初期診断から最終評価までの追跡期間の中央値は51ヵ月(4〜144ヵ月)、PFSの中央値は19ヵ月(0〜45ヵ月)であった。32例の治癒切除不能、あるいは肝・腹膜転移性GIST患者(男性21例、女性11例、年齢中央値56.5歳 [34〜73歳])において、1〜7ヵ所の部位より得た腫瘍組織、総計104検体を解析し、14例(43.8%)に1例あたり最大4つの新たに獲得されたKIT 変異を認めた。これらの変異はすべて1番目、あるいは2番目のチロシンキナーゼドメインをコードするエクソン(エクソン13、14、17)に位置していた。この二次的変異はimatinib治療下に進行した病巣より得た腫瘍検体にのみ存在し、他の腫瘍組織における遺伝子の同領域は野生型配列であった。また、二次的なクローナル変化に一致して、同じ検体中には、新たに獲得したKIT 変異以外の他のKIT 遺伝子変異は存在しなかったが、最初の変異はおのおの腫瘍より得られたすべての検体に認められた。
以上より、GISTでの癌化と薬剤抵抗性の分子メカニズムを理解することが可能であり、これらの事実は、他癌種の同様な機構を理解する上で、また、治療戦略を確立する上でも一助となると思われる。

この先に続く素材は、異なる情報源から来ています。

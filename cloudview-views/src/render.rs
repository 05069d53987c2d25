//! Render trees.
//!
//! A render tree is an ordered map. Keys starting with [`META_PREFIX`] hold
//! properties (`#type`, `#title`, `#weight`, ...). Every other key holds a
//! child element.

use indexmap::IndexMap;
use serde::Serialize;
use serde_json::Value;

pub const META_PREFIX: char = '#';

/// Whether `key` names a property rather than a child element.
pub fn is_meta_key(key: &str) -> bool {
    key.starts_with(META_PREFIX)
}

/// A property value or a nested element.
#[derive(Debug, Clone, PartialEq, Serialize)]
#[serde(untagged)]
pub enum RenderNode {
    Property(Value),
    Element(RenderTree),
}

#[derive(Debug, Clone, Default, PartialEq, Serialize)]
#[serde(transparent)]
pub struct RenderTree {
    entries: IndexMap<String, RenderNode>,
}

impl RenderTree {
    pub fn new() -> Self {
        Self::default()
    }

    pub fn with_property(mut self, key: impl Into<String>, value: impl Into<Value>) -> Self {
        self.set_property(key, value);
        self
    }

    pub fn set_property(&mut self, key: impl Into<String>, value: impl Into<Value>) {
        self.entries
            .insert(key.into(), RenderNode::Property(value.into()));
    }

    /// Insert or replace a child element, keeping the key's position if it
    /// already exists.
    pub fn insert_element(&mut self, key: impl Into<String>, element: RenderTree) {
        self.entries.insert(key.into(), RenderNode::Element(element));
    }

    pub fn insert(&mut self, key: impl Into<String>, node: RenderNode) {
        self.entries.insert(key.into(), node);
    }

    pub fn get(&self, key: &str) -> Option<&RenderNode> {
        self.entries.get(key)
    }

    pub fn property(&self, key: &str) -> Option<&Value> {
        match self.entries.get(key) {
            Some(RenderNode::Property(value)) => Some(value),
            _ => None,
        }
    }

    pub fn element(&self, key: &str) -> Option<&RenderTree> {
        match self.entries.get(key) {
            Some(RenderNode::Element(tree)) => Some(tree),
            _ => None,
        }
    }

    pub fn element_mut(&mut self, key: &str) -> Option<&mut RenderTree> {
        match self.entries.get_mut(key) {
            Some(RenderNode::Element(tree)) => Some(tree),
            _ => None,
        }
    }

    pub fn remove(&mut self, key: &str) -> Option<RenderNode> {
        self.entries.shift_remove(key)
    }

    pub fn contains_key(&self, key: &str) -> bool {
        self.entries.contains_key(key)
    }

    pub fn keys(&self) -> impl Iterator<Item = &str> {
        self.entries.keys().map(String::as_str)
    }

    /// Child elements in order, skipping properties.
    pub fn children(&self) -> impl Iterator<Item = (&str, &RenderTree)> {
        self.entries.iter().filter_map(|(k, node)| match node {
            RenderNode::Element(tree) if !is_meta_key(k) => Some((k.as_str(), tree)),
            _ => None,
        })
    }

    /// Keys of child elements in order.
    pub fn child_keys(&self) -> Vec<&str> {
        self.children().map(|(k, _)| k).collect()
    }

    pub fn into_entries(self) -> impl Iterator<Item = (String, RenderNode)> {
        self.entries.into_iter()
    }

    /// Overlay `other`: its keys replace ours in place, new keys are appended.
    pub fn merge(&mut self, other: RenderTree) {
        for (key, node) in other.entries {
            self.entries.insert(key, node);
        }
    }

    pub fn retain(&mut self, mut keep: impl FnMut(&str, &RenderNode) -> bool) {
        self.entries.retain(|k, node| keep(k, node));
    }

    /// The `#weight` property as an integer.
    pub fn weight(&self) -> Option<i64> {
        self.property("#weight").and_then(Value::as_i64)
    }

    /// The `#type` property as text.
    pub fn element_type(&self) -> Option<&str> {
        self.property("#type").and_then(Value::as_str)
    }

    pub fn len(&self) -> usize {
        self.entries.len()
    }

    pub fn is_empty(&self) -> bool {
        self.entries.is_empty()
    }
}

#[cfg(test)]
mod tests {
    use super::*;
    use serde_json::json;

    #[test]
    fn meta_keys() {
        assert!(is_meta_key("#title"));
        assert!(!is_meta_key("instance_id"));
        assert!(!is_meta_key(""));
    }

    #[test]
    fn children_skip_properties() {
        let mut tree = RenderTree::new().with_property("#type", "details");
        tree.insert_element("name", RenderTree::new().with_property("#weight", 2));
        tree.insert_element("uid", RenderTree::new());
        assert_eq!(tree.child_keys(), vec!["name", "uid"]);
        assert_eq!(tree.element("name").unwrap().weight(), Some(2));
        assert_eq!(tree.element_type(), Some("details"));
    }

    #[test]
    fn merge_overlays_in_place() {
        let mut base = RenderTree::new().with_property("#a", 1);
        base.insert_element("x", RenderTree::new());
        let overlay = RenderTree::new()
            .with_property("#a", 2)
            .with_property("#b", 3);
        base.merge(overlay);
        assert_eq!(base.keys().collect::<Vec<_>>(), vec!["#a", "x", "#b"]);
        assert_eq!(base.property("#a"), Some(&json!(2)));
    }

    #[test]
    fn serializes_as_nested_object() {
        let mut tree = RenderTree::new().with_property("#title", "Volume");
        tree.insert_element("state", RenderTree::new().with_property("#items", json!(["in-use"])));
        assert_eq!(
            serde_json::to_value(&tree).unwrap(),
            json!({"#title": "Volume", "state": {"#items": ["in-use"]}})
        );
    }
}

分子標的治療薬では標的遺伝子変異により薬剤耐性が生じる
本論文は進行消化管間質腫瘍(gastrointestinal stromal tumor: GIST)のimatinib治療前後のKIT とPDGFR遺伝子変異を検索し、imatinib耐性機構の解明を試みたものである。32例のimatinib治療を受けたGIST手術症例を解析し、27例に一次(2例)ないし二次(25例)耐性を認めている。分子標的治療薬imatinibに対する耐性機構の解明は、慢性骨髄性白血病(CML)で先行して行われ、CMLでは大きく分けて、(1) 標的分子BCR-ABLのactivation loop内に生じる遺伝子変異(missense mutations)、(2) 標的分子BCR-ABLの過剰発現(遺伝子レベルないしタンパクレベル)、(3) 他の細胞内シグナル伝達系の活性化、(4) 薬物濃度の低下等、が報告されている。

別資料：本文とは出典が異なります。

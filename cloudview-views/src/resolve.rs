//! Display-time value substitution.

use cloudview_entity::{FieldValue, Record};
use thiserror::Error;

/// Why a resolver could not produce a display value.
#[derive(Debug, Clone, PartialEq, Eq, Error)]
#[error("{message}")]
pub struct ResolveError {
    message: String,
}

impl ResolveError {
    pub fn new(message: impl Into<String>) -> Self {
        Self {
            message: message.into(),
        }
    }
}

/// Replaces one field's stored value with a friendlier one before rendering,
/// e.g. an IAM instance profile ARN shown as its role name.
///
/// The substitution only affects the rendered copy. When `resolve` fails the
/// composer logs the error and shows `fallback` instead.
pub trait ValueResolver: Send + Sync {
    fn field_name(&self) -> &str;

    fn resolve(&self, record: &Record, value: &FieldValue) -> Result<FieldValue, ResolveError>;

    fn fallback(&self, _record: &Record, value: &FieldValue) -> FieldValue {
        value.clone()
    }
}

本論文での耐性GISTの解析では、約半数の耐性GISTのKIT 遺伝子キナーゼ領域に新規の二次的遺伝子変異(CMLと同じくmissense mutations)を認めており、secondary mutationが、GISTのimatinib耐性機構の重要な原因であることを示している。この耐性獲得とその後の増殖はクローナルに起こり、同じ症例でも耐性病変の場所が異なれば、異なったsecondary mutationsを認めている。

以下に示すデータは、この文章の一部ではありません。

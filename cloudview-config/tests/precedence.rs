//! Tests for configuration precedence order

use cloudview_config::{ConfigError, ConfigProvider, ValidationMode};
use serial_test::serial;
use std::fs;
use tempfile::TempDir;

#[test]
#[serial]
fn test_environment_overrides_file() {
    let temp = TempDir::new().unwrap();
    let path = temp.path().join("cloudview.toml");
    fs::write(
        &path,
        r#"
validation = "lenient"
view_mode = "teaser"
render_cache = false
"#,
    )
    .unwrap();

    std::env::set_var("CLOUDVIEW_VIEW_MODE", "full");
    std::env::set_var("CLOUDVIEW_FIELDSET_WEIGHT_START", "100");

    let result = ConfigProvider::new().with_file(&path).load();

    std::env::remove_var("CLOUDVIEW_VIEW_MODE");
    std::env::remove_var("CLOUDVIEW_FIELDSET_WEIGHT_START");

    let config = result.unwrap();
    assert_eq!(config.view_mode, "full");
    assert_eq!(config.fieldset_weight_start, 100);
    // File-only values survive
    assert_eq!(config.validation, ValidationMode::Lenient);
    assert!(!config.render_cache);
}

#[test]
#[serial]
fn test_json_file_overrides_defaults() {
    let temp = TempDir::new().unwrap();
    let path = temp.path().join("cloudview.json");
    fs::write(
        &path,
        r#"{"registry_root": "/srv/cloudview", "render_cache": false}"#,
    )
    .unwrap();

    let config = ConfigProvider::new().with_file(&path).load().unwrap();
    assert_eq!(
        config.registry_root.as_deref(),
        Some(std::path::Path::new("/srv/cloudview"))
    );
    assert!(!config.render_cache);
    assert_eq!(config.validation, ValidationMode::Strict);
}

#[test]
#[serial]
fn test_bad_value_is_a_parse_error() {
    let temp = TempDir::new().unwrap();
    let path = temp.path().join("cloudview.toml");
    fs::write(&path, "validation = \"sometimes\"\n").unwrap();

    let result = ConfigProvider::new().with_file(&path).load();
    assert!(matches!(result, Err(ConfigError::ParseError { .. })));
}

#[test]
#[serial]
fn test_blank_langcode_in_file_is_rejected() {
    let temp = TempDir::new().unwrap();
    let path = temp.path().join("cloudview.yaml");
    fs::write(&path, "langcode: \"  \"\n").unwrap();

    let result = ConfigProvider::new().with_file(&path).load();
    assert!(matches!(
        result,
        Err(ConfigError::InvalidValue { ref key, .. }) if key == "langcode"
    ));
}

症例数が少ないので予後との関連は明らかではないが、興味深いのはsecondary mutationがエクソン14に生じた症例では、他の部位にsecondary mutationが起こった症例に比し、早期にPDになっており、予後不良となっている。エクソン14の変異のほとんどがgatekeeper mutationであることを考慮すると、非常に興味深い事実である。また、著者らが述べるように、この機構は将来的に他の癌での耐性機構の解明にも役立つであろう。